[RFC PATCH v2] dts: skip test cases based on capabilities

Luca Vizzarro Luca.Vizzarro at arm.com
Tue Jun 11 11:51:51 CEST 2024


While working on my blocklist patch, I've just realised I forgot to add 
another comment. I think it would be ideal to make capabilities a 
generic class, and NicCapability a child of this. When collecting 
capabilities we could group these by the final class, and let this final 
class create the environment to test the support. For example:

   class Capability(ABC):
     @staticmethod
     @abstractmethod
     def test_environment(node, capabilities):
       """Overridable"

   class NicCapability(Capability):
     def test_environment(node, capabilities):
       shell = TestPmdShell(node)
       # test capabilities against shell capabilities

Another thing that I don't remember if I pointed out, please let's use 
complete names: required_capabilities instead of req_capas. I kept 
forgetting what it meant. req commonly could mean "request". If you want 
to use a widely used short version for capability, that's "cap", 
although in a completely different context/meaning (hardware capabilities).

On 07/06/2024 14:13, Juraj Linkeš wrote:

>> -    def get_capas_rxq(
>> -        self, supported_capabilities: MutableSet, 
>> unsupported_capabilities: MutableSet
>> -    ) -> None:
>> +    # the built-in `set` is a mutable set. Is there an advantage to 
>> using MutableSet?
> 
>  From what I can tell, it's best practice to be as broad as possible 
> with input types. set is just one class, MutableSet could be any class 
> that's a mutable set.

Oh, yes! Great thinking. Didn't consider the usage of custom set 
classes. Although, not sure if it'll ever be needed.

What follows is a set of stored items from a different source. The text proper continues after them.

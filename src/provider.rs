//! Read-only accessors over the configuration cache.
//!
//! Configuration is mandatory at the point of use: a provider that finds no entry fails fast with
//! [`Error::MissingConfiguration`] naming the configuration it could not obtain, rather than
//! letting the evaluator run against nothing.
use std::sync::Arc;

use crate::cache::DataCache;
use crate::models::{ExperimentConfiguration, ModelConfiguration};
use crate::{Error, Result};

/// Well-known cache namespaces and keys, passed explicitly to constructors instead of being
/// shared as global string constants.
#[derive(Debug, Clone)]
pub struct CacheLayout {
    /// Namespace of the configuration cache holding the two configuration singletons.
    pub configuration_namespace: String,
    /// Identifier-cache namespace tracking per-artifact version identifiers.
    pub file_identifier_namespace: String,
    /// Key of the experiment-configuration singleton.
    pub experiment_configuration_key: String,
    /// Key of the model-configuration singleton.
    pub model_configuration_key: String,
}

impl Default for CacheLayout {
    fn default() -> CacheLayout {
        CacheLayout {
            configuration_namespace: "configuration".to_owned(),
            file_identifier_namespace: "file-identifier".to_owned(),
            experiment_configuration_key: "experiment-configuration".to_owned(),
            model_configuration_key: "model-configuration".to_owned(),
        }
    }
}

/// A value stored in the configuration cache.
///
/// Both singletons live in one namespace, so the cache's value type is a tagged union; providers
/// check the tag and fail fast on a mismatch.
#[derive(Debug, Clone)]
pub enum ConfigurationValue {
    /// The experiment-configuration singleton.
    Experiments(Arc<ExperimentConfiguration>),
    /// The model-configuration singleton.
    Models(Arc<ModelConfiguration>),
}

/// Fails fast if the experiment configuration has not been loaded.
pub struct ExperimentConfigurationProvider {
    configuration: Arc<DataCache<ConfigurationValue>>,
    layout: CacheLayout,
}

impl ExperimentConfigurationProvider {
    /// Create a provider reading from `configuration` under `layout`'s well-known names.
    pub fn new(
        configuration: Arc<DataCache<ConfigurationValue>>,
        layout: CacheLayout,
    ) -> ExperimentConfigurationProvider {
        ExperimentConfigurationProvider {
            configuration,
            layout,
        }
    }

    /// Get the experiment configuration.
    ///
    /// # Errors
    ///
    /// Returns [`Error::MissingConfiguration`] if the singleton is absent from the cache.
    pub fn get(&self) -> Result<Arc<ExperimentConfiguration>> {
        match self.configuration.get(
            &self.layout.configuration_namespace,
            &self.layout.experiment_configuration_key,
        ) {
            Some(ConfigurationValue::Experiments(config)) => Ok(config),
            _ => Err(Error::MissingConfiguration("experiment configuration")),
        }
    }
}

/// Fails fast if the model configuration has not been loaded.
pub struct ModelConfigurationProvider {
    configuration: Arc<DataCache<ConfigurationValue>>,
    layout: CacheLayout,
}

impl ModelConfigurationProvider {
    /// Create a provider reading from `configuration` under `layout`'s well-known names.
    pub fn new(
        configuration: Arc<DataCache<ConfigurationValue>>,
        layout: CacheLayout,
    ) -> ModelConfigurationProvider {
        ModelConfigurationProvider {
            configuration,
            layout,
        }
    }

    /// Get the model configuration.
    ///
    /// # Errors
    ///
    /// Returns [`Error::MissingConfiguration`] if the singleton is absent from the cache.
    pub fn get(&self) -> Result<Arc<ModelConfiguration>> {
        match self.configuration.get(
            &self.layout.configuration_namespace,
            &self.layout.model_configuration_key,
        ) {
            Some(ConfigurationValue::Models(config)) => Ok(config),
            _ => Err(Error::MissingConfiguration("model configuration")),
        }
    }
}
//! Wire types for model and feature configuration.
//!
//! These are the structured objects a configuration refresh parses out of the remote artifact and
//! publishes into the configuration cache. The core passes [`FeatureConfiguration`] through to
//! extractor plugins without interpreting it.
use serde::{Deserialize, Serialize};

#[allow(missing_docs)]
pub type Timestamp = chrono::DateTime<chrono::Utc>;

/// Whether a model's result cache marks high-value or low-value traffic.
///
/// The declared type fixes both the cache-hit score and the default (no-hit) score: they are
/// always inverses of each other.
#[derive(Debug, Serialize, Deserialize, Clone, Copy, PartialEq, Eq)]
#[serde(rename_all = "SCREAMING_SNAKE_CASE")]
pub enum ModelType {
    /// A cache hit scores 1.0; absence scores 0.0.
    HighValue,
    /// A cache hit scores 0.0; absence scores 1.0.
    LowValue,
}

impl ModelType {
    /// Score stored for every key present in the model's result cache.
    pub fn hit_value(self) -> f64 {
        match self {
            ModelType::HighValue => 1.0,
            ModelType::LowValue => 0.0,
        }
    }

    /// Score used when no field value of a request is present in the result cache.
    pub fn default_value(self) -> f64 {
        match self {
            ModelType::HighValue => 0.0,
            ModelType::LowValue => 1.0,
        }
    }
}

/// Configuration of a single decision model.
#[derive(Debug, Serialize, Deserialize, Clone)]
#[serde(rename_all = "camelCase")]
pub struct ModelDefinition {
    /// Unique model identifier. Doubles as the model's namespace in the result cache.
    pub identifier: String,
    /// Human-readable model name.
    pub name: String,
    /// Demand-side platform the model belongs to.
    pub dsp: String,
    /// Model version as published by the producer.
    pub version: String,
    /// Determines cache-hit and default scores.
    pub model_type: ModelType,
    /// Name of the feature-extractor operator to resolve from the registry.
    pub extractor_type: String,
    /// Features the extractor should pull from the request document.
    #[serde(default)]
    pub features: Vec<FeatureConfiguration>,
}

/// Configuration for one extracted feature. Opaque to the core: extractor plugins interpret the
/// field paths, transformations and mapping.
#[derive(Debug, Serialize, Deserialize, Clone)]
#[serde(rename_all = "camelCase")]
pub struct FeatureConfiguration {
    /// Feature name.
    pub name: String,
    /// Document field paths the extractor reads, in priority order.
    #[serde(default)]
    pub fields: Vec<String>,
    /// Transformations applied to the raw field value, in order.
    #[serde(default)]
    pub transformations: Vec<String>,
    /// Name of the value mapping applied after transformation.
    #[serde(default)]
    pub mapping: Option<String>,
    /// Value to use when the mapping has no entry for the transformed value.
    #[serde(default)]
    pub mapping_default_value: Option<String>,
}

/// Outcome of evaluating one model against a request.
///
/// `value` is the score of the first result-cache hit among the extracted field values, or the
/// model's default when none of them is present in the cache.
#[derive(Debug, Clone, PartialEq, Default)]
pub struct ModelResult {
    /// Final score.
    pub value: f64,
    /// Scores of all probed field values, in probe order.
    pub values: Vec<f64>,
    /// Field values probed against the result cache, in probe order.
    pub keys: Vec<String>,
}

/// The model-configuration singleton stored in the configuration cache.
#[derive(Debug, Serialize, Deserialize, Clone)]
#[serde(rename_all = "camelCase")]
pub struct ModelConfiguration {
    /// All configured models.
    pub models: Vec<ModelDefinition>,
}

/// The experiment-configuration singleton stored in the configuration cache.
#[derive(Debug, Serialize, Deserialize, Clone)]
#[serde(rename_all = "camelCase")]
pub struct ExperimentConfiguration {
    /// All configured experiments.
    pub experiments: Vec<crate::allocation::ExperimentDefinition>,
}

>>           command = "show rxq info 0 0"
>>           rxq_info = self.send_command(command)
>>           for line in rxq_info.split("\n"):
>> @@ -270,4 +269,6 @@ class NicCapability(Enum):
>>       `unsupported_capabilities` based on their support.
>>       """
>>
>> +    # partial is just a high-order function that pre-fills the 
>> arguments... but we have no arguments
>> +    # here? Was this intentional?
> 
> It's necessary because of the interaction between Enums and functions. 
> Without partial, accessing NicCapability.scattered_rx returns the 
> function instead of the enum.

Oh interesting. Tested now and I see that it's not making it an enum 
entry when done this way. I wonder why is this.